Let's start from that beginning - I'll give you an example that might help. Remember - not everything will break. And not every failure is critical. And not every program will even notice. Most will be okay, or at least work "good enough" to be used.

But there are so many million other programs that will fail - catastrophically or completely - that the net damage we expect will be very harmful. But nobody kows how harmful. Remember that satellite failure last June? One program failed, it rotated one satellite the wrong direction one time, and 3/4 the pagers in the US failed until they could reprogram an alternate satellite. That's the kind of thing I expect to happen with Y2K - but not just once on just one program affecting just one satellite - millions and millions of times in millions of millions of computers aaffecting millions of systems worldwide.
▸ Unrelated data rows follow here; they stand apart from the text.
use anyhow::{Context, Result};
use clap::{Parser, Subcommand};
use pdfrag::ingestion::IngestionSummary;
use pdfrag::reply::ReplyRequest;
use pdfrag::service::{RagApi, RagService, build_coordinator, build_vector_index};
use pdfrag::{api, config, logging};
use std::path::PathBuf;
use std::sync::Arc;
use tokio::net::TcpListener;

#[derive(Parser)]
#[command(
    name = "pdfrag",
    about = "Ingest PDF documents into a vector index and answer questions over them"
)]
struct Cli {
    /// Default log filter when `RUST_LOG` is unset.
    #[arg(long, global = true, default_value = "info")]
    log_level: String,
    #[command(subcommand)]
    command: Command,
}

#[derive(Subcommand)]
enum Command {
    /// Ingest every PDF in the documents directory.
    Ingest {
        /// Directory to scan instead of `DOCUMENTS_DIR`.
        #[arg(long)]
        dir: Option<PathBuf>,
        /// Drop the index before ingesting.
        #[arg(long)]
        delete_index: bool,
    },
    /// Ask a single question.
    Ask {
        #[arg(long, env = "PDFRAG_USER_ID", default_value = "cli")]
        user_id: String,
        #[arg(long, env = "PDFRAG_SESSION_ID", default_value = "cli")]
        session_id: String,
        /// The question.
        query: String,
    },
    /// Serve the HTTP API.
    Serve,
}

#[tokio::main]
async fn main() -> Result<()> {
    let cli = Cli::parse();
    logging::init_tracing(&cli.log_level);
    let config = config::init_config().context("Failed to load configuration")?;

    match cli.command {
        Command::Ingest { dir, delete_index } => {
            let index = build_vector_index(config).context("Failed to initialize vector index")?;
            let coordinator = build_coordinator(config, index);
            let dir = dir.unwrap_or_else(|| PathBuf::from(&config.documents_dir));
            let summary = coordinator
                .run(&dir, delete_index)
                .await
                .with_context(|| format!("Ingestion of {} failed", dir.display()))?;
            print_summary(&summary);
        }
        Command::Ask {
            user_id,
            session_id,
            query,
        } => {
            let service = RagService::from_config(config).context("Failed to initialize service")?;
            let response = service
                .reply(ReplyRequest {
                    consent_accepted: Some(true),
                    consent_timestamp: None,
                    user_id: Some(user_id),
                    session_id: Some(session_id),
                    query: Some(query),
                })
                .await?;
            println!("{}", response.answer);
            for source in &response.sources {
                match source.page_number {
                    Some(page) => println!("  - {} (page {page})", source.title),
                    None => println!("  - {}", source.title),
                }
            }
        }
        Command::Serve => {
            let service = RagService::from_config(config).context("Failed to initialize service")?;
            let app = api::create_router(Arc::new(service));
            let (listener, port) = bind_listener(config.server_port)
                .await
                .context("Failed to bind listener")?;
            tracing::info!("Listening on http://0.0.0.0:{}", port);
            axum::serve(listener, app).await.context("Server error")?;
        }
    }
    Ok(())
}

fn print_summary(summary: &IngestionSummary) {
    for file in &summary.files {
        println!(
            "{}: {} chunks indexed ({} processed, {} invalid, {} duplicates, {} batches abandoned)",
            file.filename,
            file.indexing.chunks_indexed,
            file.processed_chunks,
            file.skipped_invalid,
            file.duplicates_removed,
            file.indexing.batches_abandoned
        );
    }
    for failure in &summary.failures {
        println!("{}: failed: {}", failure.filename, failure.error);
    }
    println!(
        "{} files, {} failures, {} chunks indexed",
        summary.files.len(),
        summary.failures.len(),
        summary.chunks_indexed()
    );
}

async fn bind_listener(configured: Option<u16>) -> Result<(TcpListener, u16), std::io::Error> {
    use std::net::Ipv4Addr;

    if let Some(port) = configured {
        return TcpListener::bind((Ipv4Addr::UNSPECIFIED, port))
            .await
            .map(|listener| (listener, port));
    }

    const PORT_RANGE: std::ops::RangeInclusive<u16> = 4100..=4199;
    for port in PORT_RANGE {
        match TcpListener::bind((Ipv4Addr::UNSPECIFIED, port)).await {
            Ok(listener) => {
                tracing::debug!(port, "Bound server port");
                return Ok((listener, port));
            }
            Err(err) if err.kind() == std::io::ErrorKind::AddrInUse => {
                tracing::debug!(port, "Port already in use; trying next");
                continue;
            }
            Err(err) => return Err(err),
        }
    }

    Err(std::io::Error::new(
        std::io::ErrorKind::AddrNotAvailable,
        "No available port found in range 4100-4199",
    ))
}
Pretend your spreadsheet reviewed files from all your offices, and calculated daily, weekly, and monthly sales totals, then printed out what commission each salesmen would receive, and what to order, and what to ship. If the phones are down, or you have no power, or the phone switchboard in the other town was down, or the other town had no power, or the warehouse had no power, or the trucking company had no telephone system up, or the trucking compny computer had power, but couldn't schedule trucks because it thought "today" was a Sunday - you couldn't do your job, and you couldn't get paid.

If the spreadsheet program was receiving "negative" or 0.00 dates, what will happen? Some will print 0.00; some will crash th eprogram, some will not let enter new data, some will "skip" or "reset" the current line number - so the wrong custoemr gets the wrong inventory. Or the first customer in the list gets all the orders. Or the last customer gets all the bills, and the first customer gets all the inventory. Or the billing and receving is correct - but the printout parrt of the program lists 00/00/80 for delivery dates. Then crashes because there isn't that month.

There are weird and wonderful ways programs crash. If it reads the system date, and does something with that date, there is a strong possibility that the program will fail, or do something "weird and wonderful" with the data. Do you want to trust your monthly sales total to the random acts of violence commited by a crazed computer going "postal" on your paycheck?

-- Robert A. Cook, P.E. (Kennesaw, GA) (, November 27, 1998.